### WHAT THE EXERCISE ASKS
Reproduce each entry below exactly, without omitting any.
*** Opening of DATASET RECORDS ***
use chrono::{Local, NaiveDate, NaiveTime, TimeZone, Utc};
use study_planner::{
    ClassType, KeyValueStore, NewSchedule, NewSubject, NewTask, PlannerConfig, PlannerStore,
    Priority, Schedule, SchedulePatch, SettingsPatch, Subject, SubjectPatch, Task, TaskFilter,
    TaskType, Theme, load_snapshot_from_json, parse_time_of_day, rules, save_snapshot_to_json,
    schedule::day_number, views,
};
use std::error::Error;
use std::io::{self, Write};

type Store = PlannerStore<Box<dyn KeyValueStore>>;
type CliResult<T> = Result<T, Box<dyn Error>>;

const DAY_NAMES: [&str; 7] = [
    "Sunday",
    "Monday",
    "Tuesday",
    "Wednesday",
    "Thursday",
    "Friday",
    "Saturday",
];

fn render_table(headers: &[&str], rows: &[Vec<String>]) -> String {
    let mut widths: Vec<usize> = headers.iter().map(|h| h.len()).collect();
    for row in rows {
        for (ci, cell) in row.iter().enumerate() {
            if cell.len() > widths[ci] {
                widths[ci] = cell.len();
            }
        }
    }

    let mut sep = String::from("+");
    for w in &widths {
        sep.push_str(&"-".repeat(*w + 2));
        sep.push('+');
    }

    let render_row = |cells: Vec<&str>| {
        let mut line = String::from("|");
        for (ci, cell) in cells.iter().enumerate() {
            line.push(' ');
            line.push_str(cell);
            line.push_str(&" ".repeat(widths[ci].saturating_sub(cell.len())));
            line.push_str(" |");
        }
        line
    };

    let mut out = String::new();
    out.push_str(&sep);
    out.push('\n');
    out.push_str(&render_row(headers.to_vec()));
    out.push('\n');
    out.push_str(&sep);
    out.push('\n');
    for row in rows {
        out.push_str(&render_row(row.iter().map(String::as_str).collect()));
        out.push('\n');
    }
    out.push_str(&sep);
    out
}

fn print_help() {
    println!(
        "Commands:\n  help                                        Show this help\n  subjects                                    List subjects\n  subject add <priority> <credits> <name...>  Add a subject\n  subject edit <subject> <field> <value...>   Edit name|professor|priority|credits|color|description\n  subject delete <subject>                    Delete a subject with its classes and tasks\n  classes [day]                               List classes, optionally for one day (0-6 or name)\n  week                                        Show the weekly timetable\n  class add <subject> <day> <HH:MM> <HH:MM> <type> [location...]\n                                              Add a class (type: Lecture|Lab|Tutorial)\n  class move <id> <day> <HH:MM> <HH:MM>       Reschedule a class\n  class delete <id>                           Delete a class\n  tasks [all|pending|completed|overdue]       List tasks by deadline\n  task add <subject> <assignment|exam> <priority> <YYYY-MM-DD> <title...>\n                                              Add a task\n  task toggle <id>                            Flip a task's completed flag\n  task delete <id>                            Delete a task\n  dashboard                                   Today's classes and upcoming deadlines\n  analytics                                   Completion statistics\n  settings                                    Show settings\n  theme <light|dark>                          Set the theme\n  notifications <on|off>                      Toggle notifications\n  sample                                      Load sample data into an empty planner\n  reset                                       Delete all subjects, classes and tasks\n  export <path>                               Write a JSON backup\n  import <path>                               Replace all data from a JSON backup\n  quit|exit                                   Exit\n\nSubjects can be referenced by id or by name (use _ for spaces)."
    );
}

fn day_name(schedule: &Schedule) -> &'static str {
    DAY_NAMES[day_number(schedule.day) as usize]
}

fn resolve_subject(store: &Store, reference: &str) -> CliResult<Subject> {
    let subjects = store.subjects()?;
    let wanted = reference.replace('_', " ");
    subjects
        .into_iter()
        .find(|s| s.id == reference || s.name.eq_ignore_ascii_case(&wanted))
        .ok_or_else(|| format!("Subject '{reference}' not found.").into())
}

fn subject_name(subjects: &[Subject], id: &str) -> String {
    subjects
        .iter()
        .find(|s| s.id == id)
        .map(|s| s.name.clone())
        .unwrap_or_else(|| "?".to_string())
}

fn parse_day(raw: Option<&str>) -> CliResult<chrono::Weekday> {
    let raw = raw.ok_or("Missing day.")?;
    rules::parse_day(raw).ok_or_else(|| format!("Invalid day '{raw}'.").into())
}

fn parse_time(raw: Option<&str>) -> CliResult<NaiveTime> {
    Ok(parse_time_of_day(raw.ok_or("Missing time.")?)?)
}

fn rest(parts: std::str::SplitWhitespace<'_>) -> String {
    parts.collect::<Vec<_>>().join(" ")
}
*** Close of DATASET RECORDS ***
### RESPONSE AREA
use chrono::{Local, NaiveDate, NaiveTime, TimeZone, Utc};
use study_planner::{
    ClassType, KeyValueStore, NewSchedule, NewSubject, NewTask, PlannerConfig, PlannerStore,
    Priority, Schedule, SchedulePatch, SettingsPatch, Subject, SubjectPatch, Task, TaskFilter,
    TaskType, Theme, load_snapshot_from_json, parse_time_of_day, rules, save_snapshot_to_json,
    schedule::day_number, views,
};
use std::error::Error;
use std::io::{self, Write};

type Store = PlannerStore<Box<dyn KeyValueStore>>;
type CliResult<T> = Result<T, Box<dyn Error>>;

const DAY_NAMES: [&str; 7] = [
    "Sunday",
    "Monday",
    "Tuesday",
    "Wednesday",
    "Thursday",
    "Friday",
    "Saturday",
];

fn render_table(headers: &[&str], rows: &[Vec<String>]) -> String {
    let mut widths: Vec<usize> = headers.iter().map(|h| h.len()).collect();
    for row in rows {
        for (ci, cell) in row.iter().enumerate() {
            if cell.len() > widths[ci] {
                widths[ci] = cell.len();
            }
        }
    }

    let mut sep = String::from("+");
    for w in &widths {
        sep.push_str(&"-".repeat(*w + 2));
        sep.push('+');
    }

    let render_row = |cells: Vec<&str>| {
        let mut line = String::from("|");
        for (ci, cell) in cells.iter().enumerate() {
            line.push(' ');
            line.push_str(cell);
            line.push_str(&" ".repeat(widths[ci].saturating_sub(cell.len())));
            line.push_str(" |");
        }
        line
    };

    let mut out = String::new();
    out.push_str(&sep);
    out.push('\n');
    out.push_str(&render_row(headers.to_vec()));
    out.push('\n');
    out.push_str(&sep);
    out.push('\n');
    for row in rows {
        out.push_str(&render_row(row.iter().map(String::as_str).collect()));
        out.push('\n');
    }
    out.push_str(&sep);
    out
}

fn print_help() {
    println!(
        "Commands:\n  help                                        Show this help\n  subjects                                    List subjects\n  subject add <priority> <credits> <name...>  Add a subject\n  subject edit <subject> <field> <value...>   Edit name|professor|priority|credits|color|description\n  subject delete <subject>                    Delete a subject with its classes and tasks\n  classes [day]                               List classes, optionally for one day (0-6 or name)\n  week                                        Show the weekly timetable\n  class add <subject> <day> <HH:MM> <HH:MM> <type> [location...]\n                                              Add a class (type: Lecture|Lab|Tutorial)\n  class move <id> <day> <HH:MM> <HH:MM>       Reschedule a class\n  class delete <id>                           Delete a class\n  tasks [all|pending|completed|overdue]       List tasks by deadline\n  task add <subject> <assignment|exam> <priority> <YYYY-MM-DD> <title...>\n                                              Add a task\n  task toggle <id>                            Flip a task's completed flag\n  task delete <id>                            Delete a task\n  dashboard                                   Today's classes and upcoming deadlines\n  analytics                                   Completion statistics\n  settings                                    Show settings\n  theme <light|dark>                          Set the theme\n  notifications <on|off>                      Toggle notifications\n  sample                                      Load sample data into an empty planner\n  reset                                       Delete all subjects, classes and tasks\n  export <path>                               Write a JSON backup\n  import <path>                               Replace all data from a JSON backup\n  quit|exit                                   Exit\n\nSubjects can be referenced by id or by name (use _ for spaces)."
    );
}

fn day_name(schedule: &Schedule) -> &'static str {
    DAY_NAMES[day_number(schedule.day) as usize]
}

fn resolve_subject(store: &Store, reference: &str) -> CliResult<Subject> {
    let subjects = store.subjects()?;
    let wanted = reference.replace('_', " ");
    subjects
        .into_iter()
        .find(|s| s.id == reference || s.name.eq_ignore_ascii_case(&wanted))
        .ok_or_else(|| format!("Subject '{reference}' not found.").into())
}

fn subject_name(subjects: &[Subject], id: &str) -> String {
    subjects
        .iter()
        .find(|s| s.id == id)
        .map(|s| s.name.clone())
        .unwrap_or_else(|| "?".to_string())
}

fn parse_day(raw: Option<&str>) -> CliResult<chrono::Weekday> {
    let raw = raw.ok_or("Missing day.")?;
    rules::parse_day(raw).ok_or_else(|| format!("Invalid day '{raw}'.").into())
}

fn parse_time(raw: Option<&str>) -> CliResult<NaiveTime> {
    Ok(parse_time_of_day(raw.ok_or("Missing time.")?)?)
}

fn rest(parts: std::str::SplitWhitespace<'_>) -> String {
    parts.collect::<Vec<_>>().join(" ")
}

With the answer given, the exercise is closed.